The queuing system uses RadiantOne Universal Directory stores which are automatically replicated via block replication across all cluster nodes. The Agent and Sync Engine are managed internally by the RadiantOne service. There is always one Agent running in the cluster. There is a sync engine process on each node handling the processing for a set of pipelines which are allocated by the RadiantOne service.
The agent starts automatically once a global sync pipeline is configured. This component manages the change-capture connectors, which includes, deploying, stopping/suspending and starting them as needed. The agent can run on any type of RadiantOne cluster node (follower or leaders) and there is only one agent running at any given time in a RadiantOne cluster. The agent does not consume a lot of memory, and they are not CPU-intensive, so there is no point in running multiple processes to distribute connectors on multiple nodes. One agent is enough per cluster and makes things simpler. To determine the node where the agent is running, run {RLI_HOME}/bin/monitoring.bat
(.sh
on Linux) -d pipeline
to locate your sync process and the value of the "captureHostname"
propertyId value indicates the machine where the agent is running. Knowing which RadiantOne node the agent is running on is required for certain monitoring and for knowing which node contains the connector log files.
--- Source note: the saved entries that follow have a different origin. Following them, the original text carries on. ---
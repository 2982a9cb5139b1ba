//! Car Model

use super::ranked::{Collection, Ranked, ensure_non_negative, field_contains};
use crate::error::ValidationResult;
use serde::{Deserialize, Serialize};

/// Car listing
#[derive(Debug, Clone, Default, PartialEq, Serialize, Deserialize)]
pub struct Car {
    #[serde(rename = "_id")]
    pub id: String,
    #[serde(default, skip_serializing_if = "Option::is_none")]
    pub title: Option<String>,
    #[serde(default, skip_serializing_if = "Option::is_none")]
    pub brand: Option<String>,
    #[serde(default, skip_serializing_if = "Option::is_none")]
    pub model: Option<String>,
    #[serde(default, skip_serializing_if = "Option::is_none")]
    pub year: Option<i32>,
    #[serde(default, skip_serializing_if = "Option::is_none")]
    pub price: Option<f64>,
    /// Mileage in kilometres
    #[serde(default, skip_serializing_if = "Option::is_none")]
    pub km: Option<f64>,
    #[serde(default, skip_serializing_if = "Option::is_none")]
    pub transmission: Option<String>,
    #[serde(default, skip_serializing_if = "Option::is_none")]
    pub fuel: Option<String>,
    #[serde(default)]
    pub images: Vec<String>,
    #[serde(default, skip_serializing_if = "Option::is_none")]
    pub description: Option<String>,
    #[serde(default)]
    pub featured: bool,
    #[serde(default, skip_serializing_if = "Option::is_none")]
    pub display_order: Option<i64>,
}

impl Car {
    pub fn new(id: impl Into<String>) -> Self {
        Self {
            id: id.into(),
            ..Default::default()
        }
    }

    pub fn with_rank(mut self, rank: i64) -> Self {
        self.display_order = Some(rank);
        self
    }

    pub fn with_brand(mut self, brand: impl Into<String>, model: impl Into<String>) -> Self {
        self.brand = Some(brand.into());
        self.model = Some(model.into());
        self
    }
}

/// Create car payload
///
/// Images are uploaded separately; the draft carries their URLs.
#[derive(Debug, Clone, Default, PartialEq, Serialize, Deserialize)]
pub struct CarCreate {
    pub title: String,
    #[serde(default, skip_serializing_if = "Option::is_none")]
    pub brand: Option<String>,
    #[serde(default, skip_serializing_if = "Option::is_none")]
    pub model: Option<String>,
    #[serde(default, skip_serializing_if = "Option::is_none")]
    pub year: Option<i32>,
    #[serde(default, skip_serializing_if = "Option::is_none")]
    pub price: Option<f64>,
    #[serde(default, skip_serializing_if = "Option::is_none")]
    pub km: Option<f64>,
    #[serde(default, skip_serializing_if = "Option::is_none")]
    pub transmission: Option<String>,
    #[serde(default, skip_serializing_if = "Option::is_none")]
    pub fuel: Option<String>,
    #[serde(default)]
    pub images: Vec<String>,
    #[serde(default, skip_serializing_if = "Option::is_none")]
    pub description: Option<String>,
    #[serde(default)]
    pub featured: bool,
}

/// Update car payload
#[derive(Debug, Clone, Default, PartialEq, Serialize, Deserialize)]
pub struct CarUpdate {
    #[serde(default, skip_serializing_if = "Option::is_none")]
    pub title: Option<String>,
    #[serde(default, skip_serializing_if = "Option::is_none")]
    pub brand: Option<String>,
    #[serde(default, skip_serializing_if = "Option::is_none")]
    pub model: Option<String>,
    #[serde(default, skip_serializing_if = "Option::is_none")]
    pub year: Option<i32>,
    #[serde(default, skip_serializing_if = "Option::is_none")]
    pub price: Option<f64>,
    #[serde(default, skip_serializing_if = "Option::is_none")]
    pub km: Option<f64>,
    #[serde(default, skip_serializing_if = "Option::is_none")]
    pub description: Option<String>,
    #[serde(default, skip_serializing_if = "Option::is_none")]
    pub featured: Option<bool>,
}

impl Ranked for Car {
    fn id(&self) -> &str {
        &self.id
    }

    fn rank(&self) -> i64 {
        self.display_order.unwrap_or(0)
    }

    fn set_rank(&mut self, rank: i64) {
        self.display_order = Some(rank);
    }
}

impl Collection for Car {
    type Patch = CarUpdate;
    type Draft = CarCreate;

    const PATH: &'static str = "cars";
    const REORDER_ID_FIELD: &'static str = "carId";
    const DISPLAY_NAME: &'static str = "Car";

    fn matches_lowercase(&self, needle: &str) -> bool {
        field_contains(&self.brand, needle)
            || field_contains(&self.model, needle)
            || field_contains(&self.description, needle)
    }

    fn apply_patch(&mut self, patch: CarUpdate) {
        if let Some(title) = patch.title {
            self.title = Some(title);
        }
        if let Some(brand) = patch.brand {
            self.brand = Some(brand);
        }
        if let Some(model) = patch.model {
            self.model = Some(model);
        }
        if let Some(year) = patch.year {
            self.year = Some(year);
        }
        if let Some(price) = patch.price {
            self.price = Some(price);
        }
        if let Some(km) = patch.km {
            self.km = Some(km);
        }
        if let Some(description) = patch.description {
            self.description = Some(description);
        }
        if let Some(featured) = patch.featured {
            self.featured = featured;
        }
    }

    fn from_draft(id: String, draft: CarCreate) -> Self {
        Self {
            id,
            title: Some(draft.title),
            brand: draft.brand,
            model: draft.model,
            year: draft.year,
            price: draft.price,
            km: draft.km,
            transmission: draft.transmission,
            fuel: draft.fuel,
            images: draft.images,
            description: draft.description,
            featured: draft.featured,
            display_order: None,
        }
    }

    fn validate_draft(draft: &CarCreate) -> ValidationResult<()> {
        ensure_non_negative(Self::PATH, "price", draft.price)?;
        ensure_non_negative(Self::PATH, "km", draft.km)
    }
}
A sync engine/processor starts automatically on all RadiantOne cluster nodes once a global sync pipeline is configured. The distribution of pipeline processing across all sync engines is handled automatically by the RadiantOne service. The sync engines process the transformations associated with their assigned pipelines and send changes to the destination.
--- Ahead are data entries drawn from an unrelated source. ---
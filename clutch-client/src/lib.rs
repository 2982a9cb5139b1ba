//! Clutch Client - admin list management for the marketplace API
//!
//! Loads listing collections (cars, properties) into an ordered view, lets
//! the admin move rows up and down with immediate feedback, persists the new
//! ranks and reconciles against the backend afterwards.
//!
//! ## Example
//!
//! ```ignore
//! use clutch_client::{ClientConfig, Direction, HttpClient, ListManager};
//! use shared::Car;
//!
//! let config = ClientConfig::from_env();
//! let http = HttpClient::new(&config)?;
//! let cars: ListManager<Car, _> = ListManager::new(http, &config);
//!
//! cars.load().await?;
//! cars.move_item(3, Direction::TowardStart).await?;
//! ```

pub mod config;
pub mod error;
pub mod http;
pub mod logger;
pub mod manager;
pub mod notice;
pub mod phase;
pub mod plan;
pub mod store;
pub mod view;

pub use config::{ClientConfig, RankStrategy};
pub use error::{ClientError, ClientResult, ListError, ListResult, UnknownRankStrategy};
pub use http::HttpClient;
pub use manager::{ListManager, MoveOutcome};
pub use notice::{Notice, NoticeBoard, NoticeKind};
pub use phase::{ReorderEvent, ReorderPhase};
pub use plan::{Direction, MovePlan, RankAssignment};
pub use store::ListStore;
pub use view::OrderedView;

// Re-export shared types for convenience
pub use shared::{
    ApiResponse, Car, CarCreate, CarUpdate, Collection, Property, PropertyCreate, PropertyUpdate,
    Ranked,
};
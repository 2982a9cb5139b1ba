//! Property Model

use super::ranked::{Collection, Ranked, ensure_non_negative, field_contains};
use crate::error::ValidationResult;
use serde::{Deserialize, Serialize};

/// Real-estate listing
#[derive(Debug, Clone, Default, PartialEq, Serialize, Deserialize)]
pub struct Property {
    #[serde(rename = "_id")]
    pub id: String,
    #[serde(default, skip_serializing_if = "Option::is_none")]
    pub title: Option<String>,
    /// Villa, apartment, land, shop, duplex
    #[serde(rename = "type", default, skip_serializing_if = "Option::is_none")]
    pub kind: Option<String>,
    #[serde(default, skip_serializing_if = "Option::is_none")]
    pub location: Option<String>,
    /// Sale or rent
    #[serde(default, skip_serializing_if = "Option::is_none")]
    pub purpose: Option<String>,
    #[serde(default, skip_serializing_if = "Option::is_none")]
    pub bedrooms: Option<u32>,
    #[serde(default, skip_serializing_if = "Option::is_none")]
    pub bathrooms: Option<u32>,
    /// Area in square metres
    #[serde(default, skip_serializing_if = "Option::is_none")]
    pub area: Option<f64>,
    #[serde(default, skip_serializing_if = "Option::is_none")]
    pub price: Option<f64>,
    #[serde(default)]
    pub images: Vec<String>,
    #[serde(default, skip_serializing_if = "Option::is_none")]
    pub description: Option<String>,
    #[serde(default)]
    pub featured: bool,
    #[serde(default, skip_serializing_if = "Option::is_none")]
    pub display_order: Option<i64>,
}

impl Property {
    pub fn new(id: impl Into<String>) -> Self {
        Self {
            id: id.into(),
            ..Default::default()
        }
    }

    pub fn with_rank(mut self, rank: i64) -> Self {
        self.display_order = Some(rank);
        self
    }

    pub fn with_title(mut self, title: impl Into<String>, location: impl Into<String>) -> Self {
        self.title = Some(title.into());
        self.location = Some(location.into());
        self
    }
}

/// Create property payload
#[derive(Debug, Clone, Default, PartialEq, Serialize, Deserialize)]
pub struct PropertyCreate {
    pub title: String,
    #[serde(rename = "type", default, skip_serializing_if = "Option::is_none")]
    pub kind: Option<String>,
    #[serde(default, skip_serializing_if = "Option::is_none")]
    pub location: Option<String>,
    #[serde(default, skip_serializing_if = "Option::is_none")]
    pub purpose: Option<String>,
    #[serde(default, skip_serializing_if = "Option::is_none")]
    pub bedrooms: Option<u32>,
    #[serde(default, skip_serializing_if = "Option::is_none")]
    pub bathrooms: Option<u32>,
    #[serde(default, skip_serializing_if = "Option::is_none")]
    pub area: Option<f64>,
    #[serde(default, skip_serializing_if = "Option::is_none")]
    pub price: Option<f64>,
    #[serde(default)]
    pub images: Vec<String>,
    #[serde(default, skip_serializing_if = "Option::is_none")]
    pub description: Option<String>,
    #[serde(default)]
    pub featured: bool,
}

/// Update property payload
#[derive(Debug, Clone, Default, PartialEq, Serialize, Deserialize)]
pub struct PropertyUpdate {
    #[serde(default, skip_serializing_if = "Option::is_none")]
    pub title: Option<String>,
    #[serde(rename = "type", default, skip_serializing_if = "Option::is_none")]
    pub kind: Option<String>,
    #[serde(default, skip_serializing_if = "Option::is_none")]
    pub location: Option<String>,
    #[serde(default, skip_serializing_if = "Option::is_none")]
    pub purpose: Option<String>,
    #[serde(default, skip_serializing_if = "Option::is_none")]
    pub area: Option<f64>,
    #[serde(default, skip_serializing_if = "Option::is_none")]
    pub price: Option<f64>,
    #[serde(default, skip_serializing_if = "Option::is_none")]
    pub description: Option<String>,
}

impl Ranked for Property {
    fn id(&self) -> &str {
        &self.id
    }

    fn rank(&self) -> i64 {
        self.display_order.unwrap_or(0)
    }

    fn set_rank(&mut self, rank: i64) {
        self.display_order = Some(rank);
    }
}

impl Collection for Property {
    type Patch = PropertyUpdate;
    type Draft = PropertyCreate;

    const PATH: &'static str = "properties";
    const REORDER_ID_FIELD: &'static str = "propertyId";
    const DISPLAY_NAME: &'static str = "Property";

    fn matches_lowercase(&self, needle: &str) -> bool {
        field_contains(&self.title, needle)
            || field_contains(&self.location, needle)
            || field_contains(&self.description, needle)
    }

    fn apply_patch(&mut self, patch: PropertyUpdate) {
        if let Some(title) = patch.title {
            self.title = Some(title);
        }
        if let Some(kind) = patch.kind {
            self.kind = Some(kind);
        }
        if let Some(location) = patch.location {
            self.location = Some(location);
        }
        if let Some(purpose) = patch.purpose {
            self.purpose = Some(purpose);
        }
        if let Some(area) = patch.area {
            self.area = Some(area);
        }
        if let Some(price) = patch.price {
            self.price = Some(price);
        }
        if let Some(description) = patch.description {
            self.description = Some(description);
        }
    }

    fn from_draft(id: String, draft: PropertyCreate) -> Self {
        Self {
            id,
            title: Some(draft.title),
            kind: draft.kind,
            location: draft.location,
            purpose: draft.purpose,
            bedrooms: draft.bedrooms,
            bathrooms: draft.bathrooms,
            area: draft.area,
            price: draft.price,
            images: draft.images,
            description: draft.description,
            featured: draft.featured,
            display_order: None,
        }
    }

    fn validate_draft(draft: &PropertyCreate) -> ValidationResult<()> {
        ensure_non_negative(Self::PATH, "price", draft.price)?;
        ensure_non_negative(Self::PATH, "area", draft.area)
    }
}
If a RadiantOne node fails, the following activities occur:
- The agent is automatically started on another cluster node and this agent starts the capture connectors. The configurations of the capture connectors (e.g. cursor value and properties) are stored locally in a RadiantOne Universal Directory store which is automatically replicated across all cluster nodes. This allows connectors to restart capturing changes from where they left off.
- The queues that store messages waiting to be processed by the sync engine are also automatically replicated across all cluster nodes. All unprocessed messages in the queues will get processed by the new sync engine that is assigned for the pipeline.
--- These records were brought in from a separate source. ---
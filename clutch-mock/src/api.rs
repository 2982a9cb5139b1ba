//! Routes of the mock listing API
//!
//! `GET /api/{collection}` returns a bare array, `POST` and `PUT` return the
//! stored record, reorder and delete answer with an [`ApiResponse`] envelope.

use crate::state::{MockState, Table};
use axum::extract::{Path, Request, State};
use axum::http::{StatusCode, header};
use axum::middleware::{self, Next};
use axum::response::{IntoResponse, Response};
use axum::routing::{get, post, put};
use axum::{Json, Router};
use shared::{ApiResponse, Collection, ReorderRequest};
use std::sync::Arc;
use std::time::Duration;
use tower_http::timeout::TimeoutLayer;
use tower_http::trace::TraceLayer;

#[derive(Debug, thiserror::Error)]
pub enum MockError {
    #[error("Unauthorized")]
    Unauthorized,

    #[error("{0}")]
    Invalid(String),

    #[error("{0} not found")]
    NotFound(&'static str),

    #[error("{0}")]
    Injected(String),
}

impl IntoResponse for MockError {
    fn into_response(self) -> Response {
        let status = match self {
            MockError::Unauthorized => StatusCode::UNAUTHORIZED,
            MockError::Invalid(_) => StatusCode::BAD_REQUEST,
            MockError::NotFound(_) => StatusCode::NOT_FOUND,
            MockError::Injected(_) => StatusCode::INTERNAL_SERVER_ERROR,
        };
        (status, Json(ApiResponse::<()>::error(self.to_string()))).into_response()
    }
}

type MockResult<T> = Result<T, MockError>;

/// Build the full router: `/health` plus both collections under `/api`
pub fn build_router(state: Arc<MockState>) -> Router {
    let api = Router::new()
        .merge(collection_routes(state.cars.clone()))
        .merge(collection_routes(state.properties.clone()))
        .layer(middleware::from_fn_with_state(state, require_token));

    Router::new()
        .route("/health", get(health))
        .merge(api)
        .layer(TraceLayer::new_for_http())
        .layer(TimeoutLayer::with_status_code(
            StatusCode::REQUEST_TIMEOUT,
            Duration::from_secs(30),
        ))
}

fn collection_routes<T: Collection>(table: Arc<Table<T>>) -> Router {
    Router::new()
        .route(&format!("/api/{}", T::PATH), get(list::<T>).post(create::<T>))
        .route(&format!("/api/{}/reorder", T::PATH), post(reorder::<T>))
        .route(
            &format!("/api/{}/{{id}}", T::PATH),
            put(update::<T>).delete(remove::<T>),
        )
        .with_state(table)
}

async fn health() -> Json<serde_json::Value> {
    Json(serde_json::json!({ "status": "ok" }))
}

async fn require_token(
    State(state): State<Arc<MockState>>,
    req: Request,
    next: Next,
) -> MockResult<Response> {
    let Some(expected) = state.token.as_deref() else {
        return Ok(next.run(req).await);
    };

    let presented = req
        .headers()
        .get(header::AUTHORIZATION)
        .and_then(|h| h.to_str().ok())
        .and_then(|h| h.strip_prefix("Bearer "));

    if presented != Some(expected) {
        tracing::warn!(path = %req.uri().path(), "Rejected request without a valid token");
        return Err(MockError::Unauthorized);
    }

    Ok(next.run(req).await)
}

async fn list<T: Collection>(State(table): State<Arc<Table<T>>>) -> MockResult<Json<Vec<T>>> {
    table.count_load();
    if table.loads_fail() {
        return Err(MockError::Injected(format!("Failed to load {}", T::PATH)));
    }
    Ok(Json(table.list().await))
}

async fn reorder<T: Collection>(
    State(table): State<Arc<Table<T>>>,
    Json(req): Json<ReorderRequest>,
) -> MockResult<Json<ApiResponse<()>>> {
    table.log_reorder(&req).await;

    if let Some(delay) = table.reorder_delay().await {
        tokio::time::sleep(delay).await;
    }

    if table.reorder_fails(&req.item_id).await {
        return Err(MockError::Injected("Failed to update order".to_string()));
    }

    if !table.set_rank(&req).await {
        return Err(MockError::NotFound(T::DISPLAY_NAME));
    }

    tracing::info!(collection = T::PATH, id = %req.item_id, rank = req.new_order, "Rank updated");
    Ok(Json(ApiResponse::done()))
}

async fn create<T: Collection>(
    State(table): State<Arc<Table<T>>>,
    Json(draft): Json<T::Draft>,
) -> MockResult<(StatusCode, Json<T>)> {
    T::validate_draft(&draft).map_err(|e| MockError::Invalid(e.to_string()))?;
    let record = table.insert(draft).await;
    tracing::info!(collection = T::PATH, id = %record.id(), "Listing created");
    Ok((StatusCode::CREATED, Json(record)))
}

async fn update<T: Collection>(
    State(table): State<Arc<Table<T>>>,
    Path(id): Path<String>,
    Json(patch): Json<T::Patch>,
) -> MockResult<Json<T>> {
    table
        .update(&id, patch)
        .await
        .map(Json)
        .ok_or(MockError::NotFound(T::DISPLAY_NAME))
}

async fn remove<T: Collection>(
    State(table): State<Arc<Table<T>>>,
    Path(id): Path<String>,
) -> MockResult<Json<ApiResponse<()>>> {
    if !table.remove(&id).await {
        return Err(MockError::NotFound(T::DISPLAY_NAME));
    }
    Ok(Json(ApiResponse::done()))
}
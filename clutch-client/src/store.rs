//! Backing store seam
//!
//! The list manager talks to the backend only through [`ListStore`], so the
//! reordering protocol runs the same against the HTTP API and against an
//! in-memory store in tests.

use crate::http::{HttpClient, ensure_acknowledged};
use crate::ClientResult;
use async_trait::async_trait;
use serde_json::Value;
use shared::{Collection, ReorderRequest};

/// Remote collection operations used by the list manager
#[async_trait]
pub trait ListStore<T: Collection>: Send + Sync {
    /// `GET /{collection}` in server order
    async fn fetch_all(&self) -> ClientResult<Vec<T>>;

    /// `POST /{collection}/reorder`, unconditional "set rank to X"
    async fn persist_rank(&self, id: &str, rank: i64) -> ClientResult<()>;

    /// `POST /{collection}`, returns the stored record
    async fn create(&self, draft: &T::Draft) -> ClientResult<T>;

    /// `PUT /{collection}/{id}`
    async fn update(&self, id: &str, patch: &T::Patch) -> ClientResult<T>;

    /// `DELETE /{collection}/{id}`
    async fn remove(&self, id: &str) -> ClientResult<()>;
}

#[async_trait]
impl<T: Collection> ListStore<T> for HttpClient {
    async fn fetch_all(&self) -> ClientResult<Vec<T>> {
        self.get(T::PATH).await
    }

    async fn persist_rank(&self, id: &str, rank: i64) -> ClientResult<()> {
        let body = ReorderRequest::new(id, rank).to_body(T::REORDER_ID_FIELD);
        let ack: Value = self.post(&format!("{}/reorder", T::PATH), &body).await?;
        ensure_acknowledged(&ack)
    }

    async fn create(&self, draft: &T::Draft) -> ClientResult<T> {
        self.post(T::PATH, draft).await
    }

    async fn update(&self, id: &str, patch: &T::Patch) -> ClientResult<T> {
        self.put(&format!("{}/{}", T::PATH, id), patch).await
    }

    async fn remove(&self, id: &str) -> ClientResult<()> {
        let ack: Value = self.delete(&format!("{}/{}", T::PATH, id)).await?;
        ensure_acknowledged(&ack)
    }
}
- RadiantOne distributes the pipeline processing that was handled by the failed node to a new sync engine running on another node.
A high-level diagram depicting the Global Sync recovery in case a node fails is shown below.
Secure access to the queues
The Agent and Sync Engine process read and/or write into the queues using the credentials configured in the RadiantOne data source named: vdsha
You can view this data source configuration from Main Control Panel > Settings > Server Backend > LDAP Data Sources.
For security reasons, the user account (Bind DN) you have configured in the vdsha data source should be the only one allowed to access the cn=queue
and cn=dlqueue
naming contexts.
Configure access controls for these root naming contexts from Main Control Panel > Settings > Security > Access Control. Access should only be allowed for the account configured in the vdsha data source. For details on configuring access controls, see the RadiantOne System Administration Guide.
View logs
Transformation and apply components log to {RLI_HOME}\vds_server\logs\sync_engine\sync_engine.log
on the RadiantOne node where the sync engine processor that is assigned for the pipeline is running. If RadiantOne is deployed in a cluster, a sync engine processor can be running on one or more nodes and the pipeline processing is distributed across them. Check for the {RLI_HOME}\vds_server\logs\sync_engine\sync_engine.log
on each cluster node to find the correct log file. Or you can use the Global Sync tab to download the corresponding sync_engine.log file by selecting the topology and selecting Configure next to the pipeline. Select the Apply component and in the Log Viewer section, select the Download button.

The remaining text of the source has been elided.